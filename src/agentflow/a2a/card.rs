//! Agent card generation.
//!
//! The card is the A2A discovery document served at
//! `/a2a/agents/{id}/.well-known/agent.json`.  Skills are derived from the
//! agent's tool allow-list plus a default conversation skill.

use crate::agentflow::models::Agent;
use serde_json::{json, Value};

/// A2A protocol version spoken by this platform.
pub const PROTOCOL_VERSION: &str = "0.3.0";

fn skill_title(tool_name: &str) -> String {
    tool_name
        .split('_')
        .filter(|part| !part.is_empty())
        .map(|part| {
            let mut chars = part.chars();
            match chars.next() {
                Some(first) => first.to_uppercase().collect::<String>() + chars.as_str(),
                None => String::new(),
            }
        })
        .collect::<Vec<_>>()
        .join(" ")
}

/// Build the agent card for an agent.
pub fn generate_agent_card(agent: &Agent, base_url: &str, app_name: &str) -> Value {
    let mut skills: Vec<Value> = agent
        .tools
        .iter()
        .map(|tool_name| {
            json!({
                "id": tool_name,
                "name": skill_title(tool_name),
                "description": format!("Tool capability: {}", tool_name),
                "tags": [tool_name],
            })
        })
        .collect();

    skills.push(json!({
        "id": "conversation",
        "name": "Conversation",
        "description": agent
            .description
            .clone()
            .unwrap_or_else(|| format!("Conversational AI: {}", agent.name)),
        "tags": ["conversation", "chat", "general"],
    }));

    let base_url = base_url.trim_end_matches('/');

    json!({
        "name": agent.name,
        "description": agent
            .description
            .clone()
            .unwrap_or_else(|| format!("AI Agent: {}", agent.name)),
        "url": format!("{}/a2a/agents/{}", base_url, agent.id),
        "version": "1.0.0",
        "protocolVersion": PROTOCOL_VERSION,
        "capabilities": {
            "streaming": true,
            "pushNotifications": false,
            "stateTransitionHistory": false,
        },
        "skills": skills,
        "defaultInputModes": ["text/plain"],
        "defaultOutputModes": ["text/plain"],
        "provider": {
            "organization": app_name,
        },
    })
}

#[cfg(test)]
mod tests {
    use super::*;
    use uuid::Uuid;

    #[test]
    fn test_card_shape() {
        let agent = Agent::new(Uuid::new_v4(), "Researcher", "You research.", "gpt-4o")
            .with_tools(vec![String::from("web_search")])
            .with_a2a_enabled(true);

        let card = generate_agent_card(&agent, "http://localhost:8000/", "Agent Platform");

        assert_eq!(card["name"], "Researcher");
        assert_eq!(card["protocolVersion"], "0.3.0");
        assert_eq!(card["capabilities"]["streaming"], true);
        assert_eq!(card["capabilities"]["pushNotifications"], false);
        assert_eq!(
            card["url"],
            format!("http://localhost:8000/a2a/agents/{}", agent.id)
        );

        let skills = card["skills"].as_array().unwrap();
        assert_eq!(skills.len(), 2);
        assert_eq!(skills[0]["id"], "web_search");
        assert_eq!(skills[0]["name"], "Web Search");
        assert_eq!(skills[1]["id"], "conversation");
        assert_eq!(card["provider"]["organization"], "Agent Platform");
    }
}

■ WORK ITEM:
Everything in the data above must be restated verbatim.

■ RESULT BELOW:
filename src/agentflow/a2a/card.rs
//! Agent card generation.
//!
//! The card is the A2A discovery document served at
//! `/a2a/agents/{id}/.well-known/agent.json`.  Skills are derived from the
//! agent's tool allow-list plus a default conversation skill.

use crate::agentflow::models::Agent;
use serde_json::{json, Value};

/// A2A protocol version spoken by this platform.
pub const PROTOCOL_VERSION: &str = "0.3.0";

fn skill_title(tool_name: &str) -> String {
    tool_name
        .split('_')
        .filter(|part| !part.is_empty())
        .map(|part| {
            let mut chars = part.chars();
            match chars.next() {
                Some(first) => first.to_uppercase().collect::<String>() + chars.as_str(),
                None => String::new(),
            }
        })
        .collect::<Vec<_>>()
        .join(" ")
}

/// Build the agent card for an agent.
pub fn generate_agent_card(agent: &Agent, base_url: &str, app_name: &str) -> Value {
    let mut skills: Vec<Value> = agent
        .tools
        .iter()
        .map(|tool_name| {
            json!({
                "id": tool_name,
                "name": skill_title(tool_name),
                "description": format!("Tool capability: {}", tool_name),
                "tags": [tool_name],
            })
        })
        .collect();

    skills.push(json!({
        "id": "conversation",
        "name": "Conversation",
        "description": agent
            .description
            .clone()
            .unwrap_or_else(|| format!("Conversational AI: {}", agent.name)),
        "tags": ["conversation", "chat", "general"],
    }));

    let base_url = base_url.trim_end_matches('/');

    json!({
        "name": agent.name,
        "description": agent
            .description
            .clone()
            .unwrap_or_else(|| format!("AI Agent: {}", agent.name)),
        "url": format!("{}/a2a/agents/{}", base_url, agent.id),
        "version": "1.0.0",
        "protocolVersion": PROTOCOL_VERSION,
        "capabilities": {
            "streaming": true,
            "pushNotifications": false,
            "stateTransitionHistory": false,
        },
        "skills": skills,
        "defaultInputModes": ["text/plain"],
        "defaultOutputModes": ["text/plain"],
        "provider": {
            "organization": app_name,
        },
    })
}

#[cfg(test)]
mod tests {
    use super::*;
    use uuid::Uuid;

    #[test]
    fn test_card_shape() {
        let agent = Agent::new(Uuid::new_v4(), "Researcher", "You research.", "gpt-4o")
            .with_tools(vec![String::from("web_search")])
            .with_a2a_enabled(true);

        let card = generate_agent_card(&agent, "http://localhost:8000/", "Agent Platform");

        assert_eq!(card["name"], "Researcher");
        assert_eq!(card["protocolVersion"], "0.3.0");
        assert_eq!(card["capabilities"]["streaming"], true);
        assert_eq!(card["capabilities"]["pushNotifications"], false);
        assert_eq!(
            card["url"],
            format!("http://localhost:8000/a2a/agents/{}", agent.id)
        );

        let skills = card["skills"].as_array().unwrap();
        assert_eq!(skills.len(), 2);
        assert_eq!(skills[0]["id"], "web_search");
        assert_eq!(skills[0]["name"], "Web Search");
        assert_eq!(skills[1]["id"], "conversation");
        assert_eq!(card["provider"]["organization"], "Agent Platform");
    }
}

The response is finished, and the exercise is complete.